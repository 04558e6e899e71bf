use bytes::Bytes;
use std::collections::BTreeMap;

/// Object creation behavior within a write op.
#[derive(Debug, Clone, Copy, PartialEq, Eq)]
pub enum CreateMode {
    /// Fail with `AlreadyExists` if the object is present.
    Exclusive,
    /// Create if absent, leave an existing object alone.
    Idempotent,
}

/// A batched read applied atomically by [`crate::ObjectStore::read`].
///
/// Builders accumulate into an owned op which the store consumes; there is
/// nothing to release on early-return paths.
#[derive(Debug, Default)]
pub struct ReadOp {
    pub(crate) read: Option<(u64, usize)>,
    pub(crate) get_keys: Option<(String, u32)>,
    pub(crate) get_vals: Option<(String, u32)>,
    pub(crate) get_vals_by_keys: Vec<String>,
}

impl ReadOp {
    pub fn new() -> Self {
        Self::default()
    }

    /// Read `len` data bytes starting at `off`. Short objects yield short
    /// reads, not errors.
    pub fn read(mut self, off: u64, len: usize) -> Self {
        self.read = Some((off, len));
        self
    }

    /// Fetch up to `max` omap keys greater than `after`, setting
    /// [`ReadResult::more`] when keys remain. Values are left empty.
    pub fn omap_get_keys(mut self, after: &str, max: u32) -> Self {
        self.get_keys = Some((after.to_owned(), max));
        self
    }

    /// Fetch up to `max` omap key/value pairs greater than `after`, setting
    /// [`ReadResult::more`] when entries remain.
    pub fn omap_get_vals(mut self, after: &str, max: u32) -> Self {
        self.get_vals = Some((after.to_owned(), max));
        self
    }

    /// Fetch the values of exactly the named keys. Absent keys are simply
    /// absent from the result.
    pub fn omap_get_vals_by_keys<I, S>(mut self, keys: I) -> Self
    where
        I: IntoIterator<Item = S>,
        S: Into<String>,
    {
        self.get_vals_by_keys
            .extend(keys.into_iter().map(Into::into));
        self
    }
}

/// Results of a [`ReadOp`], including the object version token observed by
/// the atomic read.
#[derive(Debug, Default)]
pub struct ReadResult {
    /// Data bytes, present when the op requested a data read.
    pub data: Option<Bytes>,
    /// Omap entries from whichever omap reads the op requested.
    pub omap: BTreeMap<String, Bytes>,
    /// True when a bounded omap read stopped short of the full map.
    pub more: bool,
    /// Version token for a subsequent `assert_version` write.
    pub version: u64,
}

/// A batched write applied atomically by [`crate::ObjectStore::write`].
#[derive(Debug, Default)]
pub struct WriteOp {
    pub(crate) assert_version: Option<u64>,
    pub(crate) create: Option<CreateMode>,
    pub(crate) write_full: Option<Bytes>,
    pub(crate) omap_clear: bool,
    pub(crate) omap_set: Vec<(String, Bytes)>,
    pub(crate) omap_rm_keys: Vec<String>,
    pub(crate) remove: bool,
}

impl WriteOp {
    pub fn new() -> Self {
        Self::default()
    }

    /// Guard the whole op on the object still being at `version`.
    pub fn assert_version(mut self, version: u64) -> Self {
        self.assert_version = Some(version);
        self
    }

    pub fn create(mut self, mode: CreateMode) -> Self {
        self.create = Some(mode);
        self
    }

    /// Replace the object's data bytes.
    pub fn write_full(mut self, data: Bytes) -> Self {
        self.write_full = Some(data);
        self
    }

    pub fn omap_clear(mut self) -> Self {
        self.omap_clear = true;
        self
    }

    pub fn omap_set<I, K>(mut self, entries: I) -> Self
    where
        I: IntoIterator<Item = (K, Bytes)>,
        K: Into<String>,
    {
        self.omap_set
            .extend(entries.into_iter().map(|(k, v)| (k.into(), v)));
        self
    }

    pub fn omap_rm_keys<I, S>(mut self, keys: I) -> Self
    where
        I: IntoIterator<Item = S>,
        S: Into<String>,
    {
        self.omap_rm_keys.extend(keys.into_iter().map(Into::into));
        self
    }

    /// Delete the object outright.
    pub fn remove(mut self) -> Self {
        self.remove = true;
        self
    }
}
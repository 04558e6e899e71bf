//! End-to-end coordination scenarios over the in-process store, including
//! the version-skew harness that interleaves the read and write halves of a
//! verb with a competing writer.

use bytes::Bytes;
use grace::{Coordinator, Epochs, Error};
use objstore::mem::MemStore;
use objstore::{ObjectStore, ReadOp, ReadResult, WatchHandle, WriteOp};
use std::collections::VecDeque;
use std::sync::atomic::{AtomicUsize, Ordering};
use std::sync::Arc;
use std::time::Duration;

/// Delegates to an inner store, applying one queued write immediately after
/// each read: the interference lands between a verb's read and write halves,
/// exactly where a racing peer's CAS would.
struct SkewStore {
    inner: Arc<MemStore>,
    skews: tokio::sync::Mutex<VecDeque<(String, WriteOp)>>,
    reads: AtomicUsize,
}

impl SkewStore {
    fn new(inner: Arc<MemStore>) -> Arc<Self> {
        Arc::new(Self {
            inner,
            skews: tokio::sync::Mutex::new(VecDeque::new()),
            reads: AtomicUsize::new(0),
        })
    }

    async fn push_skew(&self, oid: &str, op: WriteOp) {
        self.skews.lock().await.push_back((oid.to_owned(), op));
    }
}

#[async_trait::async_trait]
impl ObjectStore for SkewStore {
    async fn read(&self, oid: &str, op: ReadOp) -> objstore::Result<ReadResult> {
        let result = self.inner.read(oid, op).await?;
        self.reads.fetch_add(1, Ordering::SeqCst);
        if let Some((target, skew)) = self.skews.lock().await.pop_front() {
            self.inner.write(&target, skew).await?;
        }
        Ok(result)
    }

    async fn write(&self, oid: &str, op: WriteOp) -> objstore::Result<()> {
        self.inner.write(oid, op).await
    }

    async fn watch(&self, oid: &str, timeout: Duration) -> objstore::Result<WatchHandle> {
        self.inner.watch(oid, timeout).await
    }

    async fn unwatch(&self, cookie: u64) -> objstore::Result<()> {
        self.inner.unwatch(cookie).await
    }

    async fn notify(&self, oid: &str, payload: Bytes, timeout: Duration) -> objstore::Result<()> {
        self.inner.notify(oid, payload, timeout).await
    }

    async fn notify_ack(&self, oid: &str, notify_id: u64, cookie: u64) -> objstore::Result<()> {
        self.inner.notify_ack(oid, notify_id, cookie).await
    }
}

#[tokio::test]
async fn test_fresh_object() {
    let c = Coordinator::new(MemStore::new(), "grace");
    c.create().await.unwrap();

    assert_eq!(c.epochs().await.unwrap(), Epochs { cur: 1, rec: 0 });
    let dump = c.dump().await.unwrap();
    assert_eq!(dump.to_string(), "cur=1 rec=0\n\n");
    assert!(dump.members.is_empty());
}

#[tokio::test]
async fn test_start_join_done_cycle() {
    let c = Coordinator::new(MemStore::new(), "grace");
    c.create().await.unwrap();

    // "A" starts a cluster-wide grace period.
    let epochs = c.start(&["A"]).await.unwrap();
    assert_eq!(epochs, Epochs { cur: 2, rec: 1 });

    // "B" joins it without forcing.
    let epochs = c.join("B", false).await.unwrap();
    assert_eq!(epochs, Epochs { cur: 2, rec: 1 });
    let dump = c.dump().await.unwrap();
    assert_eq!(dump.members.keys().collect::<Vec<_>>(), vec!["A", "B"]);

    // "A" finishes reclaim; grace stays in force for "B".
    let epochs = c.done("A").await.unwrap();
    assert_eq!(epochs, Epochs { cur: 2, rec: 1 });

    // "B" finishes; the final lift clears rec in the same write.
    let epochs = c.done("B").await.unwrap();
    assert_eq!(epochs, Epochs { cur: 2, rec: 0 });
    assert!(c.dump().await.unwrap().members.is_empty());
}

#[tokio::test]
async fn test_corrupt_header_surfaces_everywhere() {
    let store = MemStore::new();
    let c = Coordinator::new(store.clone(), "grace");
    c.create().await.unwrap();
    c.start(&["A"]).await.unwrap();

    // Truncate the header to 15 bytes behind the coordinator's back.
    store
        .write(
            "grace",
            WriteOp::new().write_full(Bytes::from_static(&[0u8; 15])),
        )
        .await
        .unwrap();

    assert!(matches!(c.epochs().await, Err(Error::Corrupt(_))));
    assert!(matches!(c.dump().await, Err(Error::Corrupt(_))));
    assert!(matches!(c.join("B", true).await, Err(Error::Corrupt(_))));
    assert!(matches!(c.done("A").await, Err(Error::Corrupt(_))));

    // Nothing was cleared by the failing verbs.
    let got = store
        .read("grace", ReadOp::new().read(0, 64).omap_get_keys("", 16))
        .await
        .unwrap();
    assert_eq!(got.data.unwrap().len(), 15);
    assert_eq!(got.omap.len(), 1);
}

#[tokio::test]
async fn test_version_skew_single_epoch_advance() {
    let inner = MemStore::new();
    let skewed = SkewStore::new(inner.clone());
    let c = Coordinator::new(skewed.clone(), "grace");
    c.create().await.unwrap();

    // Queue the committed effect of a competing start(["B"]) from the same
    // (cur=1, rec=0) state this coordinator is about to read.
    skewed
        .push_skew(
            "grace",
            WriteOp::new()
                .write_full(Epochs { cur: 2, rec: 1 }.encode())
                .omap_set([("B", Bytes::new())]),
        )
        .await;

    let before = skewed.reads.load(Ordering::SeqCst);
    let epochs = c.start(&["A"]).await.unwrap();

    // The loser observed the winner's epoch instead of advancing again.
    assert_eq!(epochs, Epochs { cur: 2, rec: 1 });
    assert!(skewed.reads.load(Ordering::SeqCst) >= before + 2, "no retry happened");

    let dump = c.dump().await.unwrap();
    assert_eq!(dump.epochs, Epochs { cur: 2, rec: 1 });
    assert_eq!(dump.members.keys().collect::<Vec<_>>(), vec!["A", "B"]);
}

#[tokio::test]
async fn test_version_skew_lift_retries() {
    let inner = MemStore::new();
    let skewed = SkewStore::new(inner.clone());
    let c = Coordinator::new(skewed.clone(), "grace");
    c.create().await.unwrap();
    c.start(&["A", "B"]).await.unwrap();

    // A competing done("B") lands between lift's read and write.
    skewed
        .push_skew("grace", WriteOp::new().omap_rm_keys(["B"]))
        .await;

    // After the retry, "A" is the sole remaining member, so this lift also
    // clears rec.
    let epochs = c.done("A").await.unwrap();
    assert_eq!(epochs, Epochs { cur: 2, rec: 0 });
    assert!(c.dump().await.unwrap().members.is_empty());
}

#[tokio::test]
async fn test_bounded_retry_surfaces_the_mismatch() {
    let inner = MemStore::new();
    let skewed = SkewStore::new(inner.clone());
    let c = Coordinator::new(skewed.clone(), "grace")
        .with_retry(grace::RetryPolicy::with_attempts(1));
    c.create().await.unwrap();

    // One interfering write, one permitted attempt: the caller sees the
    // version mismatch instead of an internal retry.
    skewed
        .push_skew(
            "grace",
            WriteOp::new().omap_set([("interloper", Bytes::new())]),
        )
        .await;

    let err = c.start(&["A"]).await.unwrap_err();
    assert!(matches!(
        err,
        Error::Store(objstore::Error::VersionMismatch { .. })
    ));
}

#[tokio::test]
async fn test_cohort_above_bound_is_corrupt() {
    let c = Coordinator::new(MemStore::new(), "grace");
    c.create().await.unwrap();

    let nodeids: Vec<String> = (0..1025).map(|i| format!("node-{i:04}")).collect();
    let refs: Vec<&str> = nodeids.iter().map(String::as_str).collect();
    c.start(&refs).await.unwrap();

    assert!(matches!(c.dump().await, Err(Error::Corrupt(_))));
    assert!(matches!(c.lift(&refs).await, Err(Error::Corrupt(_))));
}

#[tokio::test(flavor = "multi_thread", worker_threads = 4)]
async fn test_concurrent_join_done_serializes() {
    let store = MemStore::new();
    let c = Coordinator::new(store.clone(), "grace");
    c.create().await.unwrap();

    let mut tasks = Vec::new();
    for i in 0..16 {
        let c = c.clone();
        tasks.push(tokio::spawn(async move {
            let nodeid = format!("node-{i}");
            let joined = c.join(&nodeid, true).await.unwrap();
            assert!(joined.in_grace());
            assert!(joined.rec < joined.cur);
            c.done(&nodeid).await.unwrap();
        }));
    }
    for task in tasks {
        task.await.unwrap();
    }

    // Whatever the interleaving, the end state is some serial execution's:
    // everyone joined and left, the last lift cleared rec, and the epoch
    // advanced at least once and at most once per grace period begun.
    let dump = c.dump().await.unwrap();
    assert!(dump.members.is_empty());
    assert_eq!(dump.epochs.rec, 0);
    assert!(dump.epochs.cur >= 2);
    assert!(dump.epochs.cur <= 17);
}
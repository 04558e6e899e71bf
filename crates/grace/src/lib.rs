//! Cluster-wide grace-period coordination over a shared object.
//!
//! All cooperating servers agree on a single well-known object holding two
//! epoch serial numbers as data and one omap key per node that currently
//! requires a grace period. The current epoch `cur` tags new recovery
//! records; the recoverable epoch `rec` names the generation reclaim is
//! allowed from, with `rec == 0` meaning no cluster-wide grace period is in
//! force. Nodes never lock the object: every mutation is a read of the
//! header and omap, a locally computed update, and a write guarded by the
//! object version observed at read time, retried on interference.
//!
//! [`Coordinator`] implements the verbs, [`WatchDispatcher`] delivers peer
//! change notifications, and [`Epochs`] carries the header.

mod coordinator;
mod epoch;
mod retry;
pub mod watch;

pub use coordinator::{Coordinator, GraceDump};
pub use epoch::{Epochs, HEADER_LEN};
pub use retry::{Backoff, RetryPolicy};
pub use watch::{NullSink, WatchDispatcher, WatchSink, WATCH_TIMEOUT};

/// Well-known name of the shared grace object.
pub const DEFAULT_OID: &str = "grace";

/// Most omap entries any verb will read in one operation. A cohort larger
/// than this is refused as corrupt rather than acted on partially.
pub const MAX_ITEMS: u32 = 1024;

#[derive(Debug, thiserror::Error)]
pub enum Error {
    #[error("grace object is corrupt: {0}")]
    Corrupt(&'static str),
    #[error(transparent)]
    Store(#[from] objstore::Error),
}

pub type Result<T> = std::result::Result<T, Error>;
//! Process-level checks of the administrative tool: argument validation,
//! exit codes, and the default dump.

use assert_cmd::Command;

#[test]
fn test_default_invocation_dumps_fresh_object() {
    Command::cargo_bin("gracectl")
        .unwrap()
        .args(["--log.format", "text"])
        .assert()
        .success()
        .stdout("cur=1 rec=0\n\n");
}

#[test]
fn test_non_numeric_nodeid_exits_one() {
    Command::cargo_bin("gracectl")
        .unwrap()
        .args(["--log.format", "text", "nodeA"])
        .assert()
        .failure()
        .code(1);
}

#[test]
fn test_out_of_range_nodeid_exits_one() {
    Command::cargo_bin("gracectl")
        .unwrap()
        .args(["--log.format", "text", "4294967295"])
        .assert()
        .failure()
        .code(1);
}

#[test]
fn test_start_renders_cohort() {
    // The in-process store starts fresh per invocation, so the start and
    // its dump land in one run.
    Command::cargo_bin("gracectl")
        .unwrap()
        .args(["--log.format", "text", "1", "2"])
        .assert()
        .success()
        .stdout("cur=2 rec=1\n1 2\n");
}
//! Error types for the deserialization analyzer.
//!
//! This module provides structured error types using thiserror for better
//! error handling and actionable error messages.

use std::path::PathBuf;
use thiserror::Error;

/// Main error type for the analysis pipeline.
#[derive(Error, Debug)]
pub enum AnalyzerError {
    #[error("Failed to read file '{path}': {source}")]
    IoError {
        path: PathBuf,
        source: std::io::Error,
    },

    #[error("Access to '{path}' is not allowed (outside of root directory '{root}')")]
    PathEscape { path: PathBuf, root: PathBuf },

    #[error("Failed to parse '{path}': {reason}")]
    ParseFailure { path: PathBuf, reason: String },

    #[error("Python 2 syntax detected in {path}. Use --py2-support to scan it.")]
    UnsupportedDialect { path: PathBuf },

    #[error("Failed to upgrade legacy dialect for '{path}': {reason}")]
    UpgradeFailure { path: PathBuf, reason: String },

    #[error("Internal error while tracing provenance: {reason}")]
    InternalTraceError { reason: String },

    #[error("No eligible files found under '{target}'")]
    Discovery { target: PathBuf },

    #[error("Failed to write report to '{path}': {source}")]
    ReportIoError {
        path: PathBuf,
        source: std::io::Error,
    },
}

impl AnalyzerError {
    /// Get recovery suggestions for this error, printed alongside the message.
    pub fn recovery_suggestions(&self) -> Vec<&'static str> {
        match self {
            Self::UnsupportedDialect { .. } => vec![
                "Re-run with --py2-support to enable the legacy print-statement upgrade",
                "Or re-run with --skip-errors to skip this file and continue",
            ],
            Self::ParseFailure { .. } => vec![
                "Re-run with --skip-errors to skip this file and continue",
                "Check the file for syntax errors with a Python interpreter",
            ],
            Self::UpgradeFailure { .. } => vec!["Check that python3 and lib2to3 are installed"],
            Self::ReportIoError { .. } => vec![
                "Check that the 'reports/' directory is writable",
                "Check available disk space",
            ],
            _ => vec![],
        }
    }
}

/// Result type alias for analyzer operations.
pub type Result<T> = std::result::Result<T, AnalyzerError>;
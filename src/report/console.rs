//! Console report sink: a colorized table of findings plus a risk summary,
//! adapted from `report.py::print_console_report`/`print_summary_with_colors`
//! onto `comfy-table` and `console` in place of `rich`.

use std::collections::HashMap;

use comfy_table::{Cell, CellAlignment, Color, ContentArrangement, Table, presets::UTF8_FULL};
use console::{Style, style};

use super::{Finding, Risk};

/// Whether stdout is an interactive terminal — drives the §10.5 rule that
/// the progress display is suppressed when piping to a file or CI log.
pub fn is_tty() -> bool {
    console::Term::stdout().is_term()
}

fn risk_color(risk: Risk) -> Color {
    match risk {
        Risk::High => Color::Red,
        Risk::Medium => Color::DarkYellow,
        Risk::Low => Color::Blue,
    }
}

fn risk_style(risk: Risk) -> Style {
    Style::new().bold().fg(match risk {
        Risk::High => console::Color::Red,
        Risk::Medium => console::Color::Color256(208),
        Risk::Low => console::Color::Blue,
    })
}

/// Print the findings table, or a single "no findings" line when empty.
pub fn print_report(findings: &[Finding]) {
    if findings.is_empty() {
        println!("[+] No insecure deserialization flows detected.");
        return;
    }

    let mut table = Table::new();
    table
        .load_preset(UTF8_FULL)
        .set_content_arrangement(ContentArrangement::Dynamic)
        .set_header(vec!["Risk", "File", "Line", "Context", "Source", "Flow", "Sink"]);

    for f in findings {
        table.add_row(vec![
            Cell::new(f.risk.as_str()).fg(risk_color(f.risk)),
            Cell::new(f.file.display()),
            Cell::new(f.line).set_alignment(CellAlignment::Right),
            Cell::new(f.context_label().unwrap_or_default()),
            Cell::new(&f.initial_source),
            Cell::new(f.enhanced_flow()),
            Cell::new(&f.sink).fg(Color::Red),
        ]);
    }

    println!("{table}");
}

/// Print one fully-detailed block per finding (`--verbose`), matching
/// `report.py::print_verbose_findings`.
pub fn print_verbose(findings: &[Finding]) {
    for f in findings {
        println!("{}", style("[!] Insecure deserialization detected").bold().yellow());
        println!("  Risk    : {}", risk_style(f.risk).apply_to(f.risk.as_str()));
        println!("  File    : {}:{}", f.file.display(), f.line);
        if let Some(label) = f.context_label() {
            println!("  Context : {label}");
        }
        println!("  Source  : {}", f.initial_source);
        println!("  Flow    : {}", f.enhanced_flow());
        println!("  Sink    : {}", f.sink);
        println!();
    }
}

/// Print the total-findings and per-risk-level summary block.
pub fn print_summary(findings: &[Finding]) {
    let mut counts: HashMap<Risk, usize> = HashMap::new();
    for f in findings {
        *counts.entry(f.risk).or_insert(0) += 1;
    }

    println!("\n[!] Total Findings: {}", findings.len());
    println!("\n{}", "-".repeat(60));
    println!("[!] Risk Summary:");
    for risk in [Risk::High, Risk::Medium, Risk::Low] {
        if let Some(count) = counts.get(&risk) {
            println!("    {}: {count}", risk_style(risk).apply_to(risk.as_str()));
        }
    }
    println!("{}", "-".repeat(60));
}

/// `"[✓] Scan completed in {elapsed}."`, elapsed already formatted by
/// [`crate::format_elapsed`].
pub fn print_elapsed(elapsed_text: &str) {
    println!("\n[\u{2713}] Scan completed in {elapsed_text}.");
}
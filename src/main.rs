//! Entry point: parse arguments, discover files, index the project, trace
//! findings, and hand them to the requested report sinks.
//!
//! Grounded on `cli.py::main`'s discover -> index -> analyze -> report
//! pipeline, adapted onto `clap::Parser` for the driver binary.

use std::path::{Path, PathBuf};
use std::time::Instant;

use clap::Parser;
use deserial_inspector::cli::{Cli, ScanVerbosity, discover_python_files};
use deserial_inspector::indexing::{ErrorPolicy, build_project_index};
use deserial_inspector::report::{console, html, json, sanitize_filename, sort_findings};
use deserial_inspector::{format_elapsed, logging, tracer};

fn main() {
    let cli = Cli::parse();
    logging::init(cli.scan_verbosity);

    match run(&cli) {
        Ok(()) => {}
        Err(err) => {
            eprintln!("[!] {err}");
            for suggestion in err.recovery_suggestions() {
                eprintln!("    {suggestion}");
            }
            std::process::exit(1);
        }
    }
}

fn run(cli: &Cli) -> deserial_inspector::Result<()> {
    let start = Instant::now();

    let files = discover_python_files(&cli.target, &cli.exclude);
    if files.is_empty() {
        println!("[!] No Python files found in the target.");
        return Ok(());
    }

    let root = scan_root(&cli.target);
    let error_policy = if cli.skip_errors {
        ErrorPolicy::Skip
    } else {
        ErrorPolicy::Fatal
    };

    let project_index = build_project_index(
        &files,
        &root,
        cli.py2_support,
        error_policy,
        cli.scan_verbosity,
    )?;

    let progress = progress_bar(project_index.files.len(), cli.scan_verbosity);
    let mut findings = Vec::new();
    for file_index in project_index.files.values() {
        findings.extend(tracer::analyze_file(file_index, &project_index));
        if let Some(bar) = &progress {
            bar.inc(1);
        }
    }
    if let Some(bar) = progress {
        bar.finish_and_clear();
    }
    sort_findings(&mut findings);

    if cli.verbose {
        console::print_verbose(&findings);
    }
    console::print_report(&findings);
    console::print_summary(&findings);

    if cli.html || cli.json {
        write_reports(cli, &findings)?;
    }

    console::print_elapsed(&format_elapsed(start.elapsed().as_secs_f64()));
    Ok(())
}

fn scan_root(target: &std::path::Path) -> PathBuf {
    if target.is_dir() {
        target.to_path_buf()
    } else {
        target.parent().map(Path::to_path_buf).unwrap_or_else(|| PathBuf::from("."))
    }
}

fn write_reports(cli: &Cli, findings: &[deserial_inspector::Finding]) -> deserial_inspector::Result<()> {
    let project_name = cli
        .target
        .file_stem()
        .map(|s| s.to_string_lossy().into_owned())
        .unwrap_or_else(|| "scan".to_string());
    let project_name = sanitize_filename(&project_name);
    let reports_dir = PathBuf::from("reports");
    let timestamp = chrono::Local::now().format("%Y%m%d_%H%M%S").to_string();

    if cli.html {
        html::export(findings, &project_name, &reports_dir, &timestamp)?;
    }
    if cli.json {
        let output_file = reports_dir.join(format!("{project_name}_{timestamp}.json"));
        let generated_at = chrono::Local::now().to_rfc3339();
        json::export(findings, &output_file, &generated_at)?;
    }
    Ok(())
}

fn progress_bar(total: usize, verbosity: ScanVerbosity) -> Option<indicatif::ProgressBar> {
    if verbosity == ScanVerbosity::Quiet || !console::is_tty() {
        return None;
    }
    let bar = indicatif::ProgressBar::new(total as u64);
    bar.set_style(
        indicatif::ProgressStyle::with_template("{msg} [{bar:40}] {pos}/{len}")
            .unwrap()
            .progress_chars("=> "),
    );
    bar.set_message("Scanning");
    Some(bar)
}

=-=-=-=-=

* _Assignment_
In the listing above, find the line containing "token observed by" and the line containing "Version token for". Output them and every line between, exactly, and nothing else.

* _Written solution_
/// Results of a [`ReadOp`], including the object version token observed by
/// the atomic read.
#[derive(Debug, Default)]
pub struct ReadResult {
    /// Data bytes, present when the op requested a data read.
    pub data: Option<Bytes>,
    /// Omap entries from whichever omap reads the op requested.
    pub omap: BTreeMap<String, Bytes>,
    /// True when a bounded omap read stopped short of the full map.
    pub more: bool,
    /// Version token for a subsequent `assert_version` write.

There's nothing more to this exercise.